(Problem to work on): A single number is the required answer: the count of lines in the listing below that hold the string "oversized".

======== Supplied data ========

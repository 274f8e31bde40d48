//! Inbound framing through `GatewayTransport::on_fragment`.

use core::time::Duration;
use std::sync::Arc;

use gatelink::config::TransportConfig;
use gatelink::transport::protocol::{ACK_MARKER, CANCEL_MARKER, END_MARKER, START_MARKER};
use gatelink::transport::worker::{self, CommandOutcome};

use crate::mocks::{Harness, RecordingHandler, documents};

fn harness_with_recorder(cfg: TransportConfig) -> (Harness, Arc<RecordingHandler>) {
    let h = Harness::with_config(cfg);
    h.connect_with_mtu(247);
    let handler = Arc::new(RecordingHandler::default());
    h.transport.register_handler(handler.clone());
    h.link.take_sent();
    (h, handler)
}

fn drain(h: &Harness) -> usize {
    let mut n = 0;
    while worker::process_next(&h.transport, Duration::ZERO).is_some() {
        n += 1;
    }
    n
}

#[test]
fn fragmented_command_reaches_handler_intact() {
    let (h, handler) = harness_with_recorder(TransportConfig::default());
    let payload = br#"{"type":"read_registers","slave":3,"start":40001,"count":12}"#;

    h.write_command(payload, 7);

    assert_eq!(h.transport.queue_len(), 1);
    assert_eq!(
        worker::process_next(&h.transport, Duration::ZERO),
        Some(CommandOutcome::Handled)
    );
    let seen = handler.commands.lock();
    assert_eq!(seen.len(), 1);
    assert_eq!(seen[0]["slave"], 3);
    assert_eq!(seen[0]["count"], 12);
}

#[test]
fn restart_mid_command_drops_partial() {
    let (h, handler) = harness_with_recorder(TransportConfig::default());

    h.transport.on_fragment(START_MARKER);
    h.transport.on_fragment(br#"{"type":"half"#);
    h.write_command(br#"{"type":"whole"}"#, 4);

    assert_eq!(drain(&h), 1);
    assert_eq!(handler.commands.lock()[0]["type"], "whole");
}

#[test]
fn stale_partial_cleared_before_next_fragment() {
    let (h, handler) = harness_with_recorder(TransportConfig::default());

    h.transport.on_fragment(br#"{"type":"stale","x":"#);
    h.clock.advance(5_001);
    h.transport.on_fragment(br#"{"type":"fresh"}"#);
    h.transport.on_fragment(END_MARKER);

    assert_eq!(drain(&h), 1);
    assert_eq!(handler.commands.lock()[0]["type"], "fresh");
    assert_eq!(h.transport.metrics().unwrap().stale_clears, 1);
}

#[test]
fn idle_exactly_at_timeout_is_kept() {
    let (h, handler) = harness_with_recorder(TransportConfig::default());

    h.transport.on_fragment(br#"{"type":"#);
    h.clock.advance(5_000);
    h.transport.on_fragment(br#""slow"}"#);
    h.transport.on_fragment(END_MARKER);

    assert_eq!(drain(&h), 1);
    assert_eq!(handler.commands.lock()[0]["type"], "slow");
    assert_eq!(h.transport.metrics().unwrap().stale_clears, 0);
}

#[test]
fn overflow_reports_once_and_dispatches_nothing() {
    let cfg = TransportConfig {
        reassembly_capacity: 64,
        ..TransportConfig::default()
    };
    let (h, handler) = harness_with_recorder(cfg);

    let oversized = format!(r#"{{"type":"write","data":"{}"}}"#, "A".repeat(80));
    h.write_command(oversized.as_bytes(), 10);

    // The callback only records the failure; the worker reports it.
    assert_eq!(h.transport.queue_len(), 0);
    assert!(h.link.sent().is_empty());
    assert_eq!(drain(&h), 0);
    assert!(handler.commands.lock().is_empty());

    let docs = documents(&h.link.sent());
    assert_eq!(docs.len(), 1);
    assert_eq!(docs[0]["status"], "error");
    assert_eq!(docs[0]["type"], "parse");
    assert_eq!(docs[0]["config"], serde_json::json!([]));

    let m = h.transport.metrics().unwrap();
    assert_eq!(m.framing_errors, 1);
    assert_eq!(m.commands_queued, 0);

    // The link recovers for the next command.
    h.write_command(br#"{"type":"ping"}"#, 10);
    assert_eq!(drain(&h), 1);
}

#[test]
fn overflow_during_stream_does_not_block_callback() {
    let cfg = TransportConfig {
        reassembly_capacity: 64,
        ..TransportConfig::default()
    };
    let (h, _handler) = harness_with_recorder(cfg);
    h.link.set_notify_delay(40);
    let doc = serde_json::json!({"type": "get_config", "data": "x".repeat(2_000)});

    let transport = Arc::clone(&h.transport);
    let reply = doc.clone();
    let streaming = std::thread::spawn(move || transport.send_response(&reply));
    std::thread::sleep(Duration::from_millis(60));

    let started = std::time::Instant::now();
    h.transport.on_fragment(START_MARKER);
    h.transport.on_fragment(&[b'A'; 80]);
    assert!(started.elapsed() < Duration::from_millis(100));

    assert!(streaming.join().unwrap().is_ok());
    h.link.set_notify_delay(0);
    assert!(worker::process_next(&h.transport, Duration::ZERO).is_none());

    let docs = documents(&h.link.sent());
    assert_eq!(docs.len(), 2);
    assert_eq!(docs[0], doc);
    assert_eq!(docs[1]["message"], "Command too large");
    assert_eq!(docs[1]["type"], "parse");
}

#[test]
fn empty_command_is_ignored() {
    let (h, handler) = harness_with_recorder(TransportConfig::default());

    h.transport.on_fragment(START_MARKER);
    h.transport.on_fragment(END_MARKER);
    h.transport.on_fragment(END_MARKER);

    assert_eq!(h.transport.queue_len(), 0);
    assert!(handler.commands.lock().is_empty());
    assert!(h.link.sent().is_empty());
}

#[test]
fn cancel_clears_partial_and_acknowledges() {
    let (h, _handler) = harness_with_recorder(TransportConfig::default());

    h.transport.on_fragment(START_MARKER);
    h.transport.on_fragment(br#"{"type":"#);
    h.transport.on_fragment(CANCEL_MARKER);
    h.transport.on_fragment(END_MARKER);

    assert_eq!(h.link.sent(), vec![ACK_MARKER.to_vec()]);
    assert_eq!(h.transport.queue_len(), 0);
    assert!(h.transport.cancel_token().is_cancelled());
}

#[test]
fn marker_inside_payload_is_data() {
    let (h, handler) = harness_with_recorder(TransportConfig::default());

    h.transport.on_fragment(START_MARKER);
    h.transport.on_fragment(br#"{"type":"<END>"}"#);
    h.transport.on_fragment(END_MARKER);

    assert_eq!(drain(&h), 1);
    assert_eq!(handler.commands.lock()[0]["type"], "<END>");
}

#[test]
fn inbound_counters_track_fragments() {
    let (h, _handler) = harness_with_recorder(TransportConfig::default());
    let payload = br#"{"type":"x"}"#;

    h.write_command(payload, 4);

    let m = h.transport.metrics().unwrap();
    // <START> + 3 payload writes + <END>
    assert_eq!(m.fragments_received, 5);
    assert_eq!(
        m.bytes_received as usize,
        START_MARKER.len() + payload.len() + END_MARKER.len()
    );
    assert_eq!(m.commands_queued, 1);
}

========

(Result of this exercise): 2